Disinilah jiwa gotong royong menerobos semua pembodohan hingga kini. Baik sistem koperasi maupun spontanitas gotong royong telah berbenih sejak dahulu di bangsa Indonesia. Koperasi ditawarkan oleh Proudhon untuk menggantikan sistem ekonomi berbasis liberalism keperdataan barat di eropa dan, sistem bagi hasil (yang telah lama ada di padang) terbukti kauat dalam menghadapai krisis ekonomi dalam bank-bank syariah.
Esprit de gotong- royong terbukti produktif, nilai kemasyarakatan luar biasa dan effeknya positif.
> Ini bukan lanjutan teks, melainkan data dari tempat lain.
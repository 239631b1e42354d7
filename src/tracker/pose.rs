//! Orientation and size of a region from its rotated bounding shape.
//!
//! Angles are in radians in image coordinates (x right, y down), measured from
//! the x axis towards the y axis. An axis has no direction, so orientations are
//! reported in `[-pi/2, pi/2)`.

use std::f64::consts::{FRAC_PI_2, PI};

use imageproc::geometry::convex_hull;
use imageproc::point::Point;
use nalgebra::{Matrix2, Point2, Vector2};
use serde::Deserialize;

use crate::tracker::moments::Moments;
use crate::tracker::rect::RotatedRect;

/// How the rotated bounding shape of a region is obtained.
#[derive(Debug, Clone, Copy, PartialEq, Eq, Default, Deserialize)]
#[serde(rename_all = "kebab-case")]
pub enum PoseMethod {
    /// Minimum-area enclosing rectangle of the boundary.
    #[default]
    MinAreaRect,
    /// Rectangle bounding the ellipse with the same second moments as the
    /// enclosed area.
    MomentEllipse,
}

/// Segment through the midpoints of the two shortest edges of a rotated
/// rectangle.
#[derive(Debug, Clone, Copy, PartialEq)]
pub struct PrincipalAxis {
    pub start: Point2<f64>,
    pub end: Point2<f64>,
}

impl PrincipalAxis {
    pub fn of_rect(rect: &RotatedRect) -> Self {
        let corners = rect.corners();
        let edges = rect.edge_lengths();

        let mut shortest_index = 0;
        let mut shortest = f64::MAX;
        for (index, &length) in edges.iter().enumerate() {
            if length < shortest {
                shortest = length;
                shortest_index = index;
            }
        }

        let k = shortest_index;
        Self {
            start: nalgebra::center(&corners[k], &corners[(k + 1) % 4]),
            end: nalgebra::center(&corners[(k + 2) % 4], &corners[(k + 3) % 4]),
        }
    }

    #[inline]
    pub fn length(&self) -> f64 {
        nalgebra::distance(&self.start, &self.end)
    }

    pub fn orientation(&self) -> f64 {
        let direction = self.end - self.start;
        normalize_axis_angle(direction.y.atan2(direction.x))
    }
}

/// Pose of the tracked object.
#[derive(Debug, Clone, Copy, PartialEq)]
pub struct Pose {
    pub shape: RotatedRect,
    pub axis: PrincipalAxis,
    /// Direction of the principal axis.
    pub orientation: f64,
    /// Half the principal axis length.
    pub size: f64,
}

impl Pose {
    pub fn from_shape(shape: RotatedRect) -> Self {
        let axis = PrincipalAxis::of_rect(&shape);
        Self {
            shape,
            axis,
            orientation: axis.orientation(),
            size: axis.length() / 2.0,
        }
    }
}

/// Estimates position, orientation and size of a region from its boundary.
#[derive(Debug, Clone, Copy, Default)]
pub struct PoseEstimator {
    method: PoseMethod,
}

impl PoseEstimator {
    /// Boundaries need more than this many points to define a pose.
    pub const MIN_BOUNDARY_POINTS: usize = 4;

    /// Create an estimator fitting shapes with `method`.
    pub fn new(method: PoseMethod) -> Self {
        Self { method }
    }

    pub fn method(&self) -> PoseMethod {
        self.method
    }

    /// Pose of a region boundary.
    ///
    /// # Arguments
    /// * `boundary` - Outer boundary points of the region, in order
    ///
    /// # Returns
    /// The fitted shape with its principal axis, or `None` when the boundary
    /// has four points or fewer.
    pub fn estimate(&self, boundary: &[Point<i32>]) -> Option<Pose> {
        if boundary.len() <= Self::MIN_BOUNDARY_POINTS {
            return None;
        }
        let shape = match self.method {
            PoseMethod::MinAreaRect => min_area_rect(boundary)?,
            PoseMethod::MomentEllipse => moment_ellipse(boundary)?,
        };
        Some(Pose::from_shape(shape))
    }
}

/// Map an undirected axis angle into `[-pi/2, pi/2)`.
pub fn normalize_axis_angle(angle: f64) -> f64 {
    let wrapped = (angle + FRAC_PI_2).rem_euclid(PI) - FRAC_PI_2;
    if wrapped >= FRAC_PI_2 { wrapped - PI } else { wrapped }
}

/// Minimum-area rectangle enclosing a point set, by rotating calipers over
/// the convex hull. The rectangle's width runs along the hull edge it rests on.
pub fn min_area_rect(points: &[Point<i32>]) -> Option<RotatedRect> {
    let hull: Vec<Point2<f64>> = convex_hull(points)
        .into_iter()
        .map(|p| Point2::new(p.x as f64, p.y as f64))
        .collect();

    let first = *hull.first()?;
    let n = hull.len();
    let mut best: Option<(f64, RotatedRect)> = None;

    for i in 0..n {
        let edge = hull[(i + 1) % n] - hull[i];
        let length = edge.norm();
        if length <= f64::EPSILON {
            continue;
        }
        let u = edge / length;
        let v = Vector2::new(-u.y, u.x);

        let (mut min_u, mut max_u) = (f64::MAX, f64::MIN);
        let (mut min_v, mut max_v) = (f64::MAX, f64::MIN);
        for p in &hull {
            let (pu, pv) = (p.coords.dot(&u), p.coords.dot(&v));
            min_u = min_u.min(pu);
            max_u = max_u.max(pu);
            min_v = min_v.min(pv);
            max_v = max_v.max(pv);
        }

        let area = (max_u - min_u) * (max_v - min_v);
        if best.as_ref().is_none_or(|(best_area, _)| area < *best_area) {
            let center = u * ((min_u + max_u) / 2.0) + v * ((min_v + max_v) / 2.0);
            let rect = RotatedRect::new(
                Point2::from(center),
                max_u - min_u,
                max_v - min_v,
                u.y.atan2(u.x),
            );
            best = Some((area, rect));
        }
    }

    Some(match best {
        Some((_, rect)) => rect,
        None => RotatedRect::new(first, 0.0, 0.0, 0.0),
    })
}

/// Rectangle bounding the ellipse whose second moments match the area the
/// boundary encloses. A uniform ellipse with semi-axis `a` has variance
/// `a^2 / 4` along that axis, so the full axis is `4 * sqrt(variance)`.
pub fn moment_ellipse(points: &[Point<i32>]) -> Option<RotatedRect> {
    let moments = Moments::of_polygon(points);
    let centroid = moments.centroid()?;
    let central = moments.central();

    let covariance = Matrix2::new(
        central.mu20 / moments.m00,
        central.mu11 / moments.m00,
        central.mu11 / moments.m00,
        central.mu02 / moments.m00,
    );
    let eigen = covariance.symmetric_eigen();
    let (major, minor) = if eigen.eigenvalues[0] >= eigen.eigenvalues[1] {
        (0, 1)
    } else {
        (1, 0)
    };

    let direction = eigen.eigenvectors.column(major);
    Some(RotatedRect::new(
        centroid,
        4.0 * eigen.eigenvalues[major].max(0.0).sqrt(),
        4.0 * eigen.eigenvalues[minor].max(0.0).sqrt(),
        direction[1].atan2(direction[0]),
    ))
}
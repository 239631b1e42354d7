//! Interactive appearance tracker: a hue histogram learned from a user
//! selection, followed frame to frame with CamShift.

use ndarray::Array2;
use tracing::debug;

use crate::config::AdaptiveConfig;
use crate::segmentation::AdaptivePlanes;
use crate::tracker::histogram::AppearanceModel;
use crate::tracker::mean_shift::{TermCriteria, cam_shift, reinflate};
use crate::tracker::pose::Pose;
use crate::tracker::rect::{Rect, RotatedRect};
use crate::tracker::track_state::TrackState;

/// Outcome of tracking one frame.
#[derive(Debug, Clone)]
pub struct AdaptiveUpdate {
    pub shape: RotatedRect,
    /// Search window carried to the next frame.
    pub window: Rect,
    /// Gated back-projection of the model, indexed `[row, col]`.
    pub likelihood: Array2<u8>,
}

impl AdaptiveUpdate {
    /// The target is found when CamShift produced a non-degenerate shape.
    #[inline]
    pub fn found(&self) -> bool {
        self.shape.width > 0.0 && self.shape.height > 0.0
    }

    pub fn pose(&self) -> Option<Pose> {
        self.found().then(|| Pose::from_shape(self.shape))
    }
}

/// CamShift tracker driven by a user selection.
///
/// A completed selection is learned as a hue histogram on the next frame,
/// after which every frame moves the search window onto the back-projection
/// of that histogram. The tracker moves between `TrackState`s only through
/// the selection, pause and stop calls and `update`.
pub struct AdaptiveTracker {
    config: AdaptiveConfig,
    state: TrackState,
    /// A selection started while paused; the pause lasts until it completes.
    paused_during_selection: bool,
    origin: (i32, i32),
    selection: Option<Rect>,
    model: Option<AppearanceModel>,
    window: Option<Rect>,
    frame_size: Option<(u32, u32)>,
}

impl AdaptiveTracker {
    /// Create an idle tracker with no model.
    pub fn new(config: AdaptiveConfig) -> Self {
        Self {
            config,
            state: TrackState::Idle,
            paused_during_selection: false,
            origin: (0, 0),
            selection: None,
            model: None,
            window: None,
            frame_size: None,
        }
    }

    /// Current state of the tracking state machine.
    pub fn state(&self) -> TrackState {
        self.state
    }

    /// Frames are not consumed while paused, including while a selection
    /// started in the paused state is still being drawn.
    pub fn is_paused(&self) -> bool {
        match self.state {
            TrackState::Paused => true,
            TrackState::Selecting => self.paused_during_selection,
            _ => false,
        }
    }

    /// The selection rectangle while one is being drawn or awaits learning.
    pub fn selection(&self) -> Option<Rect> {
        match self.state {
            TrackState::Selecting | TrackState::Initializing => self.selection,
            _ => None,
        }
    }

    /// The learned appearance model, if any.
    pub fn model(&self) -> Option<&AppearanceModel> {
        self.model.as_ref()
    }

    /// Search window for the next frame.
    pub fn window(&self) -> Option<Rect> {
        self.window
    }

    /// Start a selection at `(x, y)`. Ignored while a completed selection
    /// waits to be learned.
    pub fn begin_selection(&mut self, x: i32, y: i32) {
        match self.state {
            TrackState::Initializing => {
                debug!("selection already complete, ignoring begin-selection");
                return;
            }
            TrackState::Paused => self.paused_during_selection = true,
            TrackState::Selecting => {}
            TrackState::Idle | TrackState::Tracking => self.paused_during_selection = false,
        }
        self.origin = (x, y);
        self.selection = Some(Rect::new(x, y, 0, 0));
        self.transition(TrackState::Selecting);
    }

    /// Stretch the selection between its origin and `(x, y)`, clipped to the
    /// last frame seen.
    pub fn update_selection(&mut self, x: i32, y: i32) {
        if self.state != TrackState::Selecting {
            return;
        }
        let rect = Rect::spanning(self.origin, (x, y));
        self.selection = Some(match self.frame_size {
            Some((width, height)) => rect.clip_to(width, height),
            None => rect,
        });
    }

    /// Complete the selection. An empty selection returns the tracker to idle.
    pub fn end_selection(&mut self) {
        if self.state != TrackState::Selecting {
            return;
        }
        if self.selection.is_none_or(|rect| rect.is_empty()) {
            debug!("empty selection");
            self.reset();
        } else {
            self.paused_during_selection = false;
            self.transition(TrackState::Initializing);
        }
    }

    /// Switch between tracking and paused.
    pub fn toggle_pause(&mut self) {
        match self.state {
            TrackState::Tracking => self.transition(TrackState::Paused),
            TrackState::Paused => self.transition(TrackState::Tracking),
            state => debug!(?state, "pause only applies while tracking"),
        }
    }

    /// Drop the model, window and selection and return to idle.
    pub fn stop(&mut self) {
        self.reset();
    }

    /// Process one frame.
    ///
    /// Learns the model first if a selection is waiting, then runs CamShift
    /// from the current search window. A window that collapses to a single
    /// pixel or less is reinflated around its center.
    ///
    /// # Arguments
    /// * `planes` - Hue plane and saturation/value mask of the frame
    ///
    /// # Returns
    /// The tracked shape, next search window and likelihood map, or `None`
    /// when nothing is being tracked or the tracker is paused.
    pub fn update(&mut self, planes: &AdaptivePlanes) -> Option<AdaptiveUpdate> {
        let (width, height) = planes.hue.dimensions();
        self.frame_size = Some((width, height));

        if self.state == TrackState::Initializing {
            self.initialize(planes, width, height);
        }

        match self.state {
            TrackState::Tracking => self.track(planes, width, height),
            TrackState::Selecting if !self.paused_during_selection => {
                self.track(planes, width, height)
            }
            _ => None,
        }
    }

    fn initialize(&mut self, planes: &AdaptivePlanes, width: u32, height: u32) {
        let selection = self.selection.unwrap_or_default().clip_to(width, height);
        if selection.is_empty() {
            debug!(selection = ?self.selection, "selection outside the frame");
            self.reset();
            return;
        }

        let model = AppearanceModel::learn(
            &planes.hue,
            &planes.sv_mask,
            selection,
            self.config.histogram_bins,
        );
        debug!(?selection, bins = ?model.bins().as_slice(), "appearance model learned");

        self.model = Some(model);
        self.window = Some(selection);
        self.selection = None;
        self.transition(TrackState::Tracking);
    }

    fn track(&mut self, planes: &AdaptivePlanes, width: u32, height: u32) -> Option<AdaptiveUpdate> {
        let model = self.model.as_ref()?;
        let window = self.window?;

        let likelihood = model.back_project(&planes.hue, &planes.sv_mask);
        let criteria = TermCriteria {
            max_iterations: self.config.max_iterations,
            epsilon: self.config.epsilon,
        };
        let step = cam_shift(likelihood.view(), window, criteria);

        let mut next = step.window;
        if next.area() <= 1 {
            next = reinflate(next, width, height);
            debug!(?next, "search window collapsed, reinflated");
        }
        self.window = Some(next);

        Some(AdaptiveUpdate {
            shape: step.shape,
            window: next,
            likelihood,
        })
    }

    fn transition(&mut self, next: TrackState) {
        if self.state != next {
            debug!(from = ?self.state, to = ?next, "track state");
        }
        self.state = next;
    }

    fn reset(&mut self) {
        self.model = None;
        self.window = None;
        self.selection = None;
        self.paused_during_selection = false;
        self.transition(TrackState::Idle);
    }
}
Baik pemerintahan otoritarian 30 dekade maupun orde “pesta liberal” berusaha menghapuskan nilai-nilai ini melalui segala cara.
Secara empiris, semua orang berusaha menduduki tahta kepresidenan, lambang puncak staatisme negeri ini en depit / walaupun negara telah bergeser format kelembagaanya kearah legislative heavy .
Siapakah yang sekarang berhak atas pendidikan yang layak ?
Masih saja para elite peliharaan otoritarian, mereka berhak menduduki ruangan ber-ac sedangkan rakyat sebenarnya bertelanjang kaki ke sekolah beralaskan tanah. Kelas ini telah menjelma menjadi tuan-tuan setelah tiga decade menjadi peliharaan.
Akhirnya kini rakyat mulai sadar, dimana-mana staatisme mulai runtuh, rakyat bergerak secara spontan dalam crowd-crowd luar biasa dan berusaha mengahancurkan staatisme.
Pergerakkan ini tidak boleh disia-siakan, rakyat haruslah di didik sehingga dapat membentuk komunitas-komunitas otonom yang cerdas baik spiritual, substansial dan terutama kognitif. Sudah saatnya mahasiswa meninggalkan patron-patron mereka dan memelopori revolusi perorangan dalam kesatuan. Mahasiswa sekarang bertugas mendidik rakyat menjadi mandiri, cerdas dan menjadi insane yang mampu mengamalkan nilai-nilai pancasila dalam otonomitas dan bukan hanya menghapalnya.
Setiap bentuk mob harus ditumbangkan dan rakyat harus merdeka dalam bergerak, spontan, cerdas dan berjiwa besar. Disinililah peran mahasiswa dalam menanamkan doktrin anarki Indonesia diharapkan.
Doktrin anarki Indonesia bersifat konstruktif dan bertujuan membeskan bangsa dari pembodohan staatisme, penipuan “pesta-leberalisme” dan peng-khilafan fundementalisme.
Point-point doktrin anarkindo hanya 6 :
- Kemakmuran
- Otonomitas
- Trias Kecerdasan (kognitif, substansial dan spiritual)
- Kesetiakawanan
- Ketaqwaan religious-individual
- Kebebasan
Kembalilah menjadi manusia wahai bangsa Indonesia, tinggalkan anarki klasik yang destruktif, buang jauh-jauh staatisme, injak-injaklah demokrasi barat dan tolak fundemantalisme primordial. Kalian semua adalah manusia yang berarti, revolusi hidup dalam jiwa kalian masing-masing dan bukan milik siapapun.
Hukum adalah apa yang kalian (rakyat semesta) hendaki, dengan berbekal iman individual maka terciptalah keadilan, tegakkan pengadilan rakyat yang merata. Pengadilan yang menghukum secara kebersamaan baik maling ayam maupun koruptor berdasi dengan seberat-beratnya.
Vox Dei, Vox populis, suara rakyat otonom suara tuhan dan suara tuhan tidak membutuhkan sistem apapun untuk mengekangnya !!!!

“LES PETITS ESPRITS SONT TROP BLESSES DES PETITES CHOSES; LES GRANDS ESPRITS LES VOIENT TOUTES, ET N’EN SONT POINT BLESSES”
Berjiwa besarlah kaum akademika dan mari bergerak dalam otonomitas !!!!